- Cafe Hayek - https://cafehayek.com -

Quotation of the Day…

Tweet [1]

… is from page 74 of my late Nobel laureate colleague Jim Buchanan [2]’s pioneering February 1962 article in EconomicaPolitics, Policy, and the Pigovian Margins [3],” as this article is reprinted in volume 1 of The Collected Works of James M. Buchanan: The Logical Foundations of Constitutional Liberty [4]:

The almost universal neglect of the imperfections that might arise from the political attempts at applying the economists’ efficiency criteria represents a serious deficiency in the work of welfare economists and economists generally. To shy away from considerations of the politically feasible has been deemed an admirable trait, but to refuse to exams the politically possible is incomplete scholarship.

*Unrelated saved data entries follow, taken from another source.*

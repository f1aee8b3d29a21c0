//! # In-Memory Stores
//!
//! `CatalogLookup` and `PromotionLookup` backed by a `HashMap`.
//!
//! Used by tests, demos, and any deployment that loads its catalog at
//! startup. Inserts are validated the same way the SQLite repositories
//! validate them.

use std::collections::HashMap;
use std::sync::RwLock;

use async_trait::async_trait;
use chrono::{TimeZone, Utc};

use crate::error::{LookupError, ValidationError};
use crate::lookup::{CatalogLookup, PromotionLookup};
use crate::money::Money;
use crate::types::{Coupon, Dimensions, Product};
use crate::validation::{self, ValidationResult};

fn poisoned(store: &str) -> LookupError {
    LookupError::unavailable(store, "lock poisoned")
}

// =============================================================================
// Catalog
// =============================================================================

/// Products keyed by id.
#[derive(Debug, Default)]
pub struct InMemoryCatalog {
    products: RwLock<HashMap<String, Product>>,
}

impl InMemoryCatalog {
    pub fn new() -> Self {
        Self::default()
    }

    /// Builds a catalog from a list of products.
    pub fn with_products(products: impl IntoIterator<Item = Product>) -> ValidationResult<Self> {
        let catalog = Self::new();
        for product in products {
            catalog.insert(product)?;
        }
        Ok(catalog)
    }

    /// Adds a product. Fails if it is malformed or its id is taken.
    pub fn insert(&self, product: Product) -> ValidationResult<()> {
        validation::validate_product(&product)?;

        let mut products = self.products.write().map_err(|_| ValidationError::InvalidFormat {
            field: "catalog".to_string(),
            reason: "lock poisoned".to_string(),
        })?;

        if products.contains_key(&product.id) {
            return Err(ValidationError::Duplicate {
                field: "product id".to_string(),
                value: product.id,
            });
        }

        products.insert(product.id.clone(), product);
        Ok(())
    }

    pub fn len(&self) -> usize {
        self.products.read().map(|p| p.len()).unwrap_or(0)
    }

    pub fn is_empty(&self) -> bool {
        self.len() == 0
    }
}

#[async_trait]
impl CatalogLookup for InMemoryCatalog {
    async fn get_by_id(&self, id: &str) -> Result<Option<Product>, LookupError> {
        let products = self.products.read().map_err(|_| poisoned("catalog"))?;
        Ok(products.get(id).cloned())
    }
}

// =============================================================================
// Promotions
// =============================================================================

/// Coupons keyed by code.
#[derive(Debug, Default)]
pub struct InMemoryPromotions {
    coupons: RwLock<HashMap<String, Coupon>>,
}

impl InMemoryPromotions {
    pub fn new() -> Self {
        Self::default()
    }

    /// Builds a promotion store from a list of coupons.
    pub fn with_coupons(coupons: impl IntoIterator<Item = Coupon>) -> ValidationResult<Self> {
        let promotions = Self::new();
        for coupon in coupons {
            promotions.insert(coupon)?;
        }
        Ok(promotions)
    }

    /// Adds a coupon. Fails if it is malformed or its code is taken.
    pub fn insert(&self, coupon: Coupon) -> ValidationResult<()> {
        validation::validate_coupon(&coupon)?;

        let mut coupons = self.coupons.write().map_err(|_| ValidationError::InvalidFormat {
            field: "promotions".to_string(),
            reason: "lock poisoned".to_string(),
        })?;

        if coupons.contains_key(&coupon.code) {
            return Err(ValidationError::Duplicate {
                field: "coupon code".to_string(),
                value: coupon.code,
            });
        }

        coupons.insert(coupon.code.clone(), coupon);
        Ok(())
    }

    pub fn len(&self) -> usize {
        self.coupons.read().map(|c| c.len()).unwrap_or(0)
    }

    pub fn is_empty(&self) -> bool {
        self.len() == 0
    }
}

#[async_trait]
impl PromotionLookup for InMemoryPromotions {
    async fn get_by_code(&self, code: &str) -> Result<Option<Coupon>, LookupError> {
        let coupons = self.coupons.read().map_err(|_| poisoned("promotions"))?;
        Ok(coupons.get(code).cloned())
    }
}

// =============================================================================
// Demo Data
// =============================================================================

/// The two-product demo catalog loaded by `till-seed` and the test suites.
pub fn demo_products() -> Vec<Product> {
    vec![
        Product {
            id: "product_1".to_string(),
            description: "Product A".to_string(),
            unit_price: Money::new(10.0),
            dimensions: Dimensions::new(20.0, 15.0, 10.0),
            weight: 1.0,
        },
        Product {
            id: "product_2".to_string(),
            description: "Product B".to_string(),
            unit_price: Money::new(15.0),
            dimensions: Dimensions::new(100.0, 30.0, 10.0),
            weight: 3.0,
        },
    ]
}

/// Demo coupons: `10OFF` (valid until 2024-04-11) and `expired_coupon`.
pub fn demo_coupons() -> Vec<Coupon> {
    vec![
        Coupon {
            code: "10OFF".to_string(),
            percentage: 10,
            expires_at: Utc.with_ymd_and_hms(2024, 4, 11, 0, 0, 0).single().unwrap_or_default(),
        },
        Coupon {
            code: "expired_coupon".to_string(),
            percentage: 1,
            expires_at: Utc.with_ymd_and_hms(2023, 11, 10, 0, 0, 0).single().unwrap_or_default(),
        },
    ]
}

// =============================================================================
// Unit Tests
// =============================================================================

#[cfg(test)]
mod tests {
    use super::*;

    fn product(id: &str) -> Product {
        Product {
            id: id.to_string(),
            description: "Product A".to_string(),
            unit_price: Money::new(10.0),
            dimensions: Dimensions::new(20.0, 15.0, 10.0),
            weight: 1.0,
        }
    }

    #[tokio::test]
    async fn test_catalog_lookup() {
        let catalog = InMemoryCatalog::with_products([product("product_1")]).unwrap();
        assert_eq!(catalog.len(), 1);

        let found = catalog.get_by_id("product_1").await.unwrap();
        assert_eq!(found.map(|p| p.id), Some("product_1".to_string()));
        assert!(catalog.get_by_id("missing").await.unwrap().is_none());
    }

    #[test]
    fn test_catalog_rejects_duplicates_and_bad_products() {
        let catalog = InMemoryCatalog::new();
        assert!(catalog.is_empty());
        catalog.insert(product("product_1")).unwrap();
        assert!(matches!(
            catalog.insert(product("product_1")),
            Err(ValidationError::Duplicate { .. })
        ));

        let mut flat = product("flat");
        flat.dimensions.depth = 0.0;
        assert!(catalog.insert(flat).is_err());
    }

    #[tokio::test]
    async fn test_promotions_lookup() {
        let coupon = Coupon {
            code: "10OFF".to_string(),
            percentage: 10,
            expires_at: Utc.with_ymd_and_hms(2024, 4, 11, 0, 0, 0).unwrap(),
        };
        let promotions = InMemoryPromotions::with_coupons([coupon.clone()]).unwrap();

        assert_eq!(promotions.get_by_code("10OFF").await.unwrap(), Some(coupon));
        assert!(promotions.get_by_code("nope").await.unwrap().is_none());
    }

    #[tokio::test]
    async fn test_demo_data_loads() {
        let catalog = InMemoryCatalog::with_products(demo_products()).unwrap();
        let promotions = InMemoryPromotions::with_coupons(demo_coupons()).unwrap();
        assert_eq!(catalog.len(), 2);
        assert_eq!(promotions.len(), 2);

        let product_2 = catalog.get_by_id("product_2").await.unwrap().unwrap();
        assert_eq!(product_2.unit_price, Money::new(15.0));
    }

    #[test]
    fn test_promotions_reject_out_of_range_percentage() {
        let promotions = InMemoryPromotions::new();
        let coupon = Coupon {
            code: "TOOMUCH".to_string(),
            percentage: 101,
            expires_at: Utc::now(),
        };
        assert!(promotions.insert(coupon).is_err());
        assert!(promotions.is_empty());
    }
}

DBx: This problem with economics scholarship hasn’t much improved over the course of the 58 years since Jim offered this well-deserved criticism of his fellow economists. The standards against which the performance of real-world markets is compared are unhelpfully unrealistic; the unwillingness to see the market as a process through which market ‘imperfections’ are discovered and dealt with creatively yet feasibly (if never ‘perfectly’) remains stubbornly entrenched; and the assumptions made about the knowledge possessed by, and about the incentives facing, political actors continue to be absurdly fantastical.